──────── RECORDS TO USE ────────

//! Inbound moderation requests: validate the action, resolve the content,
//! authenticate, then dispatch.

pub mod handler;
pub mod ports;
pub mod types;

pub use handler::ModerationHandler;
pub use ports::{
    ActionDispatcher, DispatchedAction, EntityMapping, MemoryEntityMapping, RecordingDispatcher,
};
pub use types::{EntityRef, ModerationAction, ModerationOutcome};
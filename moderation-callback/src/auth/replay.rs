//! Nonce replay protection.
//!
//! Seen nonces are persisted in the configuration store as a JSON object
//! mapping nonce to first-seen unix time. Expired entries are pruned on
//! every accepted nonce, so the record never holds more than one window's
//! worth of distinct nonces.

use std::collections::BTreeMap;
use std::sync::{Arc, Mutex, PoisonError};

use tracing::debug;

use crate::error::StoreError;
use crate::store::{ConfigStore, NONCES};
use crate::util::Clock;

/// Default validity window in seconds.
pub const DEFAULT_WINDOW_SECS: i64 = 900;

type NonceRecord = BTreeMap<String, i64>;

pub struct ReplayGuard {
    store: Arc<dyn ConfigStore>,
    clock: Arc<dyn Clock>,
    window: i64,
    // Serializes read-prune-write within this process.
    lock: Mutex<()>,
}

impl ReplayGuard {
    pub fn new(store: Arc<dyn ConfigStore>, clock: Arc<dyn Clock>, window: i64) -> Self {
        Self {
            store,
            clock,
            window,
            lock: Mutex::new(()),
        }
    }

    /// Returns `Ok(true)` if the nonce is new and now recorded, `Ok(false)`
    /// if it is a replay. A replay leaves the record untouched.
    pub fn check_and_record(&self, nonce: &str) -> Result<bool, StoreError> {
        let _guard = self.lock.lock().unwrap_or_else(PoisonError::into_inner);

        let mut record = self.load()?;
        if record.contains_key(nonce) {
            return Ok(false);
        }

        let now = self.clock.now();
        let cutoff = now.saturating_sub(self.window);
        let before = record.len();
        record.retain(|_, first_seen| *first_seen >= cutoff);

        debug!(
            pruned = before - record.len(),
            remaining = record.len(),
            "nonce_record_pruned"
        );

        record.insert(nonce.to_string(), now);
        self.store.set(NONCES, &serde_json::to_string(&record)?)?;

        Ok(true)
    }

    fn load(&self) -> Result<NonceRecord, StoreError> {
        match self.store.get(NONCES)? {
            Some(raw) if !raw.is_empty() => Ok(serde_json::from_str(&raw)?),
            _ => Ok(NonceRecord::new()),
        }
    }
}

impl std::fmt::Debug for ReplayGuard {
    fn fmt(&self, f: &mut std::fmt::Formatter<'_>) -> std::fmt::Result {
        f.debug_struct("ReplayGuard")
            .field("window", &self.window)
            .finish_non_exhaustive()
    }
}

────────

WHAT THE TASK ASKS → Reproduce every record above exactly as it is written.

RESPONSE TO THIS TASK →
//! Inbound moderation requests: validate the action, resolve the content,
//! authenticate, then dispatch.

pub mod handler;
pub mod ports;
pub mod types;

pub use handler::ModerationHandler;
pub use ports::{
    ActionDispatcher, DispatchedAction, EntityMapping, MemoryEntityMapping, RecordingDispatcher,
};
pub use types::{EntityRef, ModerationAction, ModerationOutcome};
filename moderation-callback/src/auth/replay.rs
//! Nonce replay protection.
//!
//! Seen nonces are persisted in the configuration store as a JSON object
//! mapping nonce to first-seen unix time. Expired entries are pruned on
//! every accepted nonce, so the record never holds more than one window's
//! worth of distinct nonces.

use std::collections::BTreeMap;
use std::sync::{Arc, Mutex, PoisonError};

use tracing::debug;

use crate::error::StoreError;
use crate::store::{ConfigStore, NONCES};
use crate::util::Clock;

/// Default validity window in seconds.
pub const DEFAULT_WINDOW_SECS: i64 = 900;

type NonceRecord = BTreeMap<String, i64>;

pub struct ReplayGuard {
    store: Arc<dyn ConfigStore>,
    clock: Arc<dyn Clock>,
    window: i64,
    // Serializes read-prune-write within this process.
    lock: Mutex<()>,
}

impl ReplayGuard {
    pub fn new(store: Arc<dyn ConfigStore>, clock: Arc<dyn Clock>, window: i64) -> Self {
        Self {
            store,
            clock,
            window,
            lock: Mutex::new(()),
        }
    }

    /// Returns `Ok(true)` if the nonce is new and now recorded, `Ok(false)`
    /// if it is a replay. A replay leaves the record untouched.
    pub fn check_and_record(&self, nonce: &str) -> Result<bool, StoreError> {
        let _guard = self.lock.lock().unwrap_or_else(PoisonError::into_inner);

        let mut record = self.load()?;
        if record.contains_key(nonce) {
            return Ok(false);
        }

        let now = self.clock.now();
        let cutoff = now.saturating_sub(self.window);
        let before = record.len();
        record.retain(|_, first_seen| *first_seen >= cutoff);

        debug!(
            pruned = before - record.len(),
            remaining = record.len(),
            "nonce_record_pruned"
        );

        record.insert(nonce.to_string(), now);
        self.store.set(NONCES, &serde_json::to_string(&record)?)?;

        Ok(true)
    }

    fn load(&self) -> Result<NonceRecord, StoreError> {
        match self.store.get(NONCES)? {
            Some(raw) if !raw.is_empty() => Ok(serde_json::from_str(&raw)?),
            _ => Ok(NonceRecord::new()),
        }
    }
}

impl std::fmt::Debug for ReplayGuard {
    fn fmt(&self, f: &mut std::fmt::Formatter<'_>) -> std::fmt::Result {
        f.debug_struct("ReplayGuard")
            .field("window", &self.window)
            .finish_non_exhaustive()
    }
}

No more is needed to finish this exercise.